---------- Excerpted records ----------

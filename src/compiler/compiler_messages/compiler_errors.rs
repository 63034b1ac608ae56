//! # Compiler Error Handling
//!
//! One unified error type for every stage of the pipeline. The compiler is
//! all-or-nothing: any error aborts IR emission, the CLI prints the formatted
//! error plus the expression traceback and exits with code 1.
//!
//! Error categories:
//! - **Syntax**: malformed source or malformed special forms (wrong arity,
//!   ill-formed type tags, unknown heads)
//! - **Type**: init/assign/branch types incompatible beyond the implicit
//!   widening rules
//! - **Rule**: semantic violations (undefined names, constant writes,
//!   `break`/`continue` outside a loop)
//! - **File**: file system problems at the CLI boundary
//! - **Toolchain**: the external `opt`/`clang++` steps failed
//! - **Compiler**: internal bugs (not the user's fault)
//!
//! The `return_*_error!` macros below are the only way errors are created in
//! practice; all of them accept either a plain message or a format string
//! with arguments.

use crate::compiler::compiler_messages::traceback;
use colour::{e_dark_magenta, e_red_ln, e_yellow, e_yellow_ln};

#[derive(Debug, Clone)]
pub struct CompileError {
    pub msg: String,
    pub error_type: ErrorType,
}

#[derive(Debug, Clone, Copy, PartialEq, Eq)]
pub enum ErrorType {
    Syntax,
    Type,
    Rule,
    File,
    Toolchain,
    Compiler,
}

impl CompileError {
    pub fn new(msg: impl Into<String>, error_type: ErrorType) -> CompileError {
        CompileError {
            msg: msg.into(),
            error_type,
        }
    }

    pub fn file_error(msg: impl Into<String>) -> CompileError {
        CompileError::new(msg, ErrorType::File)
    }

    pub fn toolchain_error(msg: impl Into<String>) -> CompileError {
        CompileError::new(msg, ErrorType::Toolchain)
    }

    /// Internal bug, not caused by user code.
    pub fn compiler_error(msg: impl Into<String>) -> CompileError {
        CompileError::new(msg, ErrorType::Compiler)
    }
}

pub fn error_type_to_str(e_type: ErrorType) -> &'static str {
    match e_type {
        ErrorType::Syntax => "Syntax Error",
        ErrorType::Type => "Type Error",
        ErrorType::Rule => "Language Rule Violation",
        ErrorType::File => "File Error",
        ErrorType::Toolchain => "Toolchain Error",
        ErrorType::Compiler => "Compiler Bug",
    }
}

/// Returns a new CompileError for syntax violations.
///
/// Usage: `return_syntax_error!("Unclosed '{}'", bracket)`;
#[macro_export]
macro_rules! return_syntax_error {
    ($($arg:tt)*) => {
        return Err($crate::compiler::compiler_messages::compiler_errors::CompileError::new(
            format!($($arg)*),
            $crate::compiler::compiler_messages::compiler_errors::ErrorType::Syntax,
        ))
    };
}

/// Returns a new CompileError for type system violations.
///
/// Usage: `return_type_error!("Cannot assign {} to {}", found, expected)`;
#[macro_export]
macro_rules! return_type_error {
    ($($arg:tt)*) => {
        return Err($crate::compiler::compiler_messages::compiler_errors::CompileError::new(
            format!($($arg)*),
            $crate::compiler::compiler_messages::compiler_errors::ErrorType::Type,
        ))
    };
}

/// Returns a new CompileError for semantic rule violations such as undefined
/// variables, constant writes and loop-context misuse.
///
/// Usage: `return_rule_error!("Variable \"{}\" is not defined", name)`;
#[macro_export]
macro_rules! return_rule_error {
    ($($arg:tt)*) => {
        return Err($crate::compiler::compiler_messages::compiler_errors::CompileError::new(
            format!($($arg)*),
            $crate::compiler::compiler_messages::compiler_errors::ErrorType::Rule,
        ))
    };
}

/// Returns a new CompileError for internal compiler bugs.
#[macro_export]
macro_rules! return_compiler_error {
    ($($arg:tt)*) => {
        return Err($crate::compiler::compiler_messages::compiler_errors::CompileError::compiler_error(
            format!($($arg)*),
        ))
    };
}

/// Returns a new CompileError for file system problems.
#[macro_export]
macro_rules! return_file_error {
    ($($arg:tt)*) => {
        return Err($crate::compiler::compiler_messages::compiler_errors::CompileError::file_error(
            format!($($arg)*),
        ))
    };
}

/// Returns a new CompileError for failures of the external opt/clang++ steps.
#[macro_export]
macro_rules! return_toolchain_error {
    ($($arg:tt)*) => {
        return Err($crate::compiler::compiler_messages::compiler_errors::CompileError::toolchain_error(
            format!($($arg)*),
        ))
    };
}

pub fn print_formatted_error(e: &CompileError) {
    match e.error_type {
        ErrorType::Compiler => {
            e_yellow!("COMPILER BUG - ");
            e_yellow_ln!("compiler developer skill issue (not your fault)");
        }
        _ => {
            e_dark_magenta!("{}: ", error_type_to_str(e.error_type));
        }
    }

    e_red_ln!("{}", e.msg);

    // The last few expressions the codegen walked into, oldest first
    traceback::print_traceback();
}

----------
---------- Excerpted records ----------

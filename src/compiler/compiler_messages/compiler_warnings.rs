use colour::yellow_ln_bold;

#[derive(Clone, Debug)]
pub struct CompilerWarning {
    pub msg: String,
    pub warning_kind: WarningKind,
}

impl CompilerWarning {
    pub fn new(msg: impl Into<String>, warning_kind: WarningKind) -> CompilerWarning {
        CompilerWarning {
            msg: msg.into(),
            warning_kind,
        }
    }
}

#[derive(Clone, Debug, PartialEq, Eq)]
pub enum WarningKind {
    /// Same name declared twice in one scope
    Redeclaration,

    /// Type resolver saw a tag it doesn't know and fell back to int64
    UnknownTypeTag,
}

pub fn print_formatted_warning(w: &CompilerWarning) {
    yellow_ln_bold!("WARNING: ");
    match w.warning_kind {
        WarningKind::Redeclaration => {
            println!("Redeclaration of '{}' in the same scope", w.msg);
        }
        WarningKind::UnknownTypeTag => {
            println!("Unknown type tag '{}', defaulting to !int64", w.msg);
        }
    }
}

----------

■ Exercise requirements
Report each line of the records that holds the word "match".

■ Task output
    match e_type {
    match e.error_type {
    match w.warning_kind {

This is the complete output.